As before, this spin-off of the franchise is an energetic, violent, old-school spy flick, a breathless action thriller featuring exotic locales, chases galore, jittery editing, darting handheld camerawork, and extensive hand-to-hand combat in a suspenseful cat-and-mouse drama that’s blessedly free of computer-generated special effects.

Writer and director Tony Gilroy (Michael Clayton, Duplicity), who wrote or co-wrote each of the first three films and co-wrote this one with his brother Dan, loosely based the cynicism-soaked screenplay on a later Bourne novel by Eric Van Lustbader.

And his large, competent supporting cast – including Edward Norton, Joan Allen, Scott Glenn, Stacy Keach, David Strathairn, Donna Murphy, and Albert Finney – help to lend an authoritativeness to the sometimes outlandish proceedings.

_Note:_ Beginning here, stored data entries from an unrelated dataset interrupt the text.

use chrono::{DateTime, Utc};
use serde::{Deserialize, Serialize};

/// Canonical product record.
///
/// Immutable for the duration of one ranking call; the catalog provider owns
/// mutation and hands the engine a consistent snapshot.
#[derive(Debug, Clone, Serialize, Deserialize)]
pub struct Product {
    pub id: String,
    pub name: String,
    pub description: Option<String>,
    /// Price in USD, expected > 0
    pub price: f64,
    /// Popularity score, 0-100
    pub popularity: u32,
    /// Average rating, 0-5
    pub rating: f64,
    /// Total number of sales
    pub sales_count: u64,
    /// Available stock
    pub stock: u32,
    pub category: String,
    pub image_url: Option<String>,
    pub created_at: DateTime<Utc>,
}

/// Product annotated with its position in a ranked listing.
#[derive(Debug, Clone, Serialize, Deserialize)]
pub struct RankedProduct {
    #[serde(flatten)]
    pub product: Product,
    /// 1-based rank in the listing; None for single-product lookups
    pub rank: Option<u32>,
    /// Composite relevance score; only populated for ranking-mode listings
    pub ranking_score: Option<f64>,
}

/// Sort mode for product listings.
#[derive(Debug, Clone, Copy, PartialEq, Eq, Default, Serialize, Deserialize)]
#[serde(rename_all = "lowercase")]
pub enum SortMode {
    #[default]
    Ranking,
    Price,
    Popularity,
    Rating,
}

impl SortMode {
    /// Parse a sort key from the query layer.
    ///
    /// Unrecognized or absent values fall back to `Ranking` rather than
    /// erroring; callers never see a validation failure here.
    pub fn parse(value: Option<&str>) -> Self {
        match value {
            Some("ranking") => SortMode::Ranking,
            Some("price") => SortMode::Price,
            Some("popularity") => SortMode::Popularity,
            Some("rating") => SortMode::Rating,
            _ => SortMode::Ranking,
        }
    }

    pub fn as_str(&self) -> &'static str {
        match self {
            SortMode::Ranking => "ranking",
            SortMode::Price => "price",
            SortMode::Popularity => "popularity",
            SortMode::Rating => "rating",
        }
    }
}

/// Optional filters applied before sorting. All bounds are inclusive.
#[derive(Debug, Clone, Default, Serialize, Deserialize)]
pub struct ProductFilter {
    pub min_price: Option<f64>,
    pub max_price: Option<f64>,
    pub min_rating: Option<f64>,
    /// Exact category label match
    pub category: Option<String>,
    /// Keep only products with stock > 0
    #[serde(default)]
    pub in_stock_only: bool,
}

impl ProductFilter {
    pub fn matches(&self, product: &Product) -> bool {
        if let Some(min_price) = self.min_price {
            if product.price < min_price {
                return false;
            }
        }
        if let Some(max_price) = self.max_price {
            if product.price > max_price {
                return false;
            }
        }
        if let Some(min_rating) = self.min_rating {
            if product.rating < min_rating {
                return false;
            }
        }
        if let Some(category) = &self.category {
            if &product.category != category {
                return false;
            }
        }
        if self.in_stock_only && product.stock == 0 {
            return false;
        }
        true
    }
}

/// Inventory status label used in score explanations.
#[derive(Debug, Clone, Copy, PartialEq, Eq, Serialize, Deserialize)]
#[serde(rename_all = "snake_case")]
pub enum StockStatus {
    InStock,
    OutOfStock,
}

impl StockStatus {
    pub fn from_stock(stock: u32) -> Self {
        if stock > 0 {
            StockStatus::InStock
        } else {
            StockStatus::OutOfStock
        }
    }

    pub fn as_str(&self) -> &'static str {
        match self {
            StockStatus::InStock => "in_stock",
            StockStatus::OutOfStock => "out_of_stock",
        }
    }
}

/// One factor's slice of a composite score.
#[derive(Debug, Clone, Serialize, Deserialize)]
pub struct FactorContribution {
    /// Normalized sub-score, 0-100
    pub score: f64,
    pub weight: f64,
    /// score * weight
    pub contribution: f64,
}

/// Per-factor breakdown of a ranking score.
#[derive(Debug, Clone, Serialize, Deserialize)]
pub struct ScoreBreakdown {
    pub popularity: FactorContribution,
    pub price: FactorContribution,
    pub rating: FactorContribution,
    pub sales: FactorContribution,
    pub recency: FactorContribution,
}

/// Diagnostic explanation of how a product's ranking score was computed.
#[derive(Debug, Clone, Serialize, Deserialize)]
pub struct RankingExplanation {
    pub product_id: String,
    pub product_name: String,
    pub final_score: f64,
    pub breakdown: ScoreBreakdown,
    pub stock_status: StockStatus,
}
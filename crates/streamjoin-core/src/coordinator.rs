//! Dual-stream coordinator: runs the audio and video downloads of one media
//! item, blends their progress into a single percentage and removes the
//! surviving half of a pair when the other half fails.

use std::path::Path;

use serde::{Deserialize, Serialize};
use tokio::sync::mpsc;

use crate::descriptor::{StreamDescriptor, StreamKind};
use crate::downloader::{DownloadError, DownloadedStream, StreamDownloader, StreamProgress};

/// Share of the composite bar given to audio when it runs first.
const AUDIO_BAND: u8 = 20;

/// How the two streams of a pair are scheduled.
#[derive(Debug, Clone, Copy, Default, PartialEq, Eq, Serialize, Deserialize)]
#[serde(rename_all = "kebab-case")]
pub enum StreamOrder {
    /// Audio is fetched first into `[0, 20)`, video then fills `[20, 100]`.
    #[default]
    AudioFirst,
    /// Both run at once; the bar tracks combined bytes.
    Concurrent,
}

/// Caller-visible progress event.
#[derive(Debug, Clone, PartialEq, Eq)]
pub struct Progress {
    pub percent: u8,
    pub status: String,
}

impl Progress {
    pub fn new(percent: u8, status: impl Into<String>) -> Self {
        Self {
            percent: percent.min(100),
            status: status.into(),
        }
    }
}

/// Both elementary files of a media item.
#[derive(Debug, Clone, PartialEq, Eq)]
pub struct DownloadedPair {
    pub video: DownloadedStream,
    pub audio: DownloadedStream,
}

/// Folds per-stream samples into one non-decreasing percentage.
#[derive(Debug)]
struct CompositeProgress {
    order: StreamOrder,
    video: Option<(u64, u64)>,
    audio: Option<(u64, u64)>,
    last: Option<u8>,
}

impl CompositeProgress {
    fn new(order: StreamOrder) -> Self {
        Self {
            order,
            video: None,
            audio: None,
            last: None,
        }
    }

    /// Returns an event only when the composite percentage rises.
    fn update(&mut self, sample: &StreamProgress) -> Option<Progress> {
        let slot = (sample.bytes_done.min(sample.total_bytes), sample.total_bytes);
        match sample.kind {
            StreamKind::Video => self.video = Some(slot),
            StreamKind::Audio => self.audio = Some(slot),
        }

        let raw = match self.order {
            StreamOrder::AudioFirst => match sample.kind {
                StreamKind::Audio => scale(sample.fraction(), 0, AUDIO_BAND),
                StreamKind::Video => scale(sample.fraction(), AUDIO_BAND, 100),
            },
            StreamOrder::Concurrent => {
                // Nothing is blended until both totals are known.
                let (Some((vd, vt)), Some((ad, at))) = (self.video, self.audio) else {
                    return None;
                };
                let total = vt + at;
                if total == 0 {
                    0
                } else {
                    ((vd + ad) * 100 / total) as u8
                }
            }
        };

        if self.last.map_or(false, |last| raw <= last) {
            return None;
        }
        self.last = Some(raw);
        Some(Progress::new(raw, status_for(self.order, sample.kind)))
    }
}

fn status_for(order: StreamOrder, kind: StreamKind) -> String {
    match order {
        StreamOrder::AudioFirst => format!("downloading {}", kind.label()),
        StreamOrder::Concurrent => "downloading".to_string(),
    }
}

/// Maps `fraction` in [0, 1] into `[lo, hi]`, rounding down.
pub(crate) fn scale(fraction: f64, lo: u8, hi: u8) -> u8 {
    let f = fraction.clamp(0.0, 1.0);
    let span = f64::from(hi.saturating_sub(lo));
    lo + (f * span).floor() as u8
}

pub struct DualStreamCoordinator {
    downloader: StreamDownloader,
    order: StreamOrder,
}

impl DualStreamCoordinator {
    pub fn new(downloader: StreamDownloader, order: StreamOrder) -> Self {
        Self { downloader, order }
    }

    pub fn order(&self) -> StreamOrder {
        self.order
    }

    /// Downloads both streams to `<base>.mp4` and `<base>.mp3`.
    ///
    /// Fails if either stream fails; in that case the other stream's file is
    /// removed before returning. All progress events are delivered before
    /// this returns.
    pub async fn download_both(
        &self,
        video: &StreamDescriptor,
        audio: &StreamDescriptor,
        base: &Path,
        progress: Option<mpsc::Sender<Progress>>,
    ) -> Result<DownloadedPair, DownloadError> {
        let (sample_tx, forwarder) = match progress {
            Some(out) => {
                let (tx, rx) = mpsc::channel::<StreamProgress>(64);
                let fwd = tokio::spawn(forward(rx, out, CompositeProgress::new(self.order)));
                (Some(tx), Some(fwd))
            }
            None => (None, None),
        };

        let result = match self.order {
            StreamOrder::AudioFirst => self.sequential(video, audio, base, sample_tx).await,
            StreamOrder::Concurrent => self.concurrent(video, audio, base, sample_tx).await,
        };

        if let Some(fwd) = forwarder {
            if let Err(e) = fwd.await {
                tracing::warn!(error = %e, "progress forwarder ended abnormally");
            }
        }
        result
    }

    async fn sequential(
        &self,
        video: &StreamDescriptor,
        audio: &StreamDescriptor,
        base: &Path,
        tx: Option<mpsc::Sender<StreamProgress>>,
    ) -> Result<DownloadedPair, DownloadError> {
        let audio_done = self.downloader.download(audio, base, tx.clone()).await?;
        match self.downloader.download(video, base, tx).await {
            Ok(video_done) => Ok(DownloadedPair {
                video: video_done,
                audio: audio_done,
            }),
            Err(e) => {
                discard(&audio_done);
                Err(e)
            }
        }
    }

    async fn concurrent(
        &self,
        video: &StreamDescriptor,
        audio: &StreamDescriptor,
        base: &Path,
        tx: Option<mpsc::Sender<StreamProgress>>,
    ) -> Result<DownloadedPair, DownloadError> {
        let (v, a) = tokio::join!(
            self.downloader.download(video, base, tx.clone()),
            self.downloader.download(audio, base, tx),
        );
        match (v, a) {
            (Ok(video), Ok(audio)) => Ok(DownloadedPair { video, audio }),
            (Ok(video), Err(e)) => {
                discard(&video);
                Err(e)
            }
            (Err(e), Ok(audio)) => {
                discard(&audio);
                Err(e)
            }
            (Err(e), Err(other)) => {
                tracing::warn!(error = %other, "audio stream also failed");
                Err(e)
            }
        }
    }
}

/// Removes a completed elementary file whose partner failed.
fn discard(stream: &DownloadedStream) {
    match std::fs::remove_file(&stream.path) {
        Ok(()) => tracing::info!(path = %stream.path.display(), "removed orphaned {} file", stream.kind),
        Err(e) if e.kind() == std::io::ErrorKind::NotFound => {}
        Err(e) => tracing::warn!(path = %stream.path.display(), error = %e, "failed to remove orphaned file"),
    }
}

async fn forward(
    mut rx: mpsc::Receiver<StreamProgress>,
    out: mpsc::Sender<Progress>,
    mut composite: CompositeProgress,
) {
    while let Some(sample) = rx.recv().await {
        if let Some(p) = composite.update(&sample) {
            // Receiver gone: keep draining so the downloads never block.
            let _ = out.send(p).await;
        }
    }
}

But whereas in the first three films we were intrigued with Jason Bourne’s predicament and then strongly invested in the outcome of his efforts to stay alive, our involvement with Aaron Cross doesn’t evolve as completely from a removed admiration of his skills to an emotional rooting interest.

Still, until the unnecessarily extended and farfetched climax on the crowded streets of Manila – and if we can erase the memory of a laughably unconvincing moment of derring-do on the back of a motorcycle featuring Oscar winner Rachel Weisz – this adventure comes close to matching the level of dramatic tension throughout the trilogy that preceded it.

That’s to some degree the fault of the somewhat underdeveloped screenplay, to some degree because the film stops rather than ends, and to some degree because while Renner is a perfectly acceptable and believable leading man, his level of magnetism falls a tad short of that of Matt Damon.

You needn’t have seen any or all of the first three films to follow or appreciate this one, but it does enrich the experience – unless you compare the film a bit too closely to its predecessors and allow the unavoidable law of diminishing returns to kick in.

So we’ll chase 2½ stars out of 4 for a serviceable sequel that comes tantalizingly close to living up to its legacy. Despite following the template almost to the letter, The Bourne Legacy somehow manages to avoid the trap of registering as The Bourne Redundancy.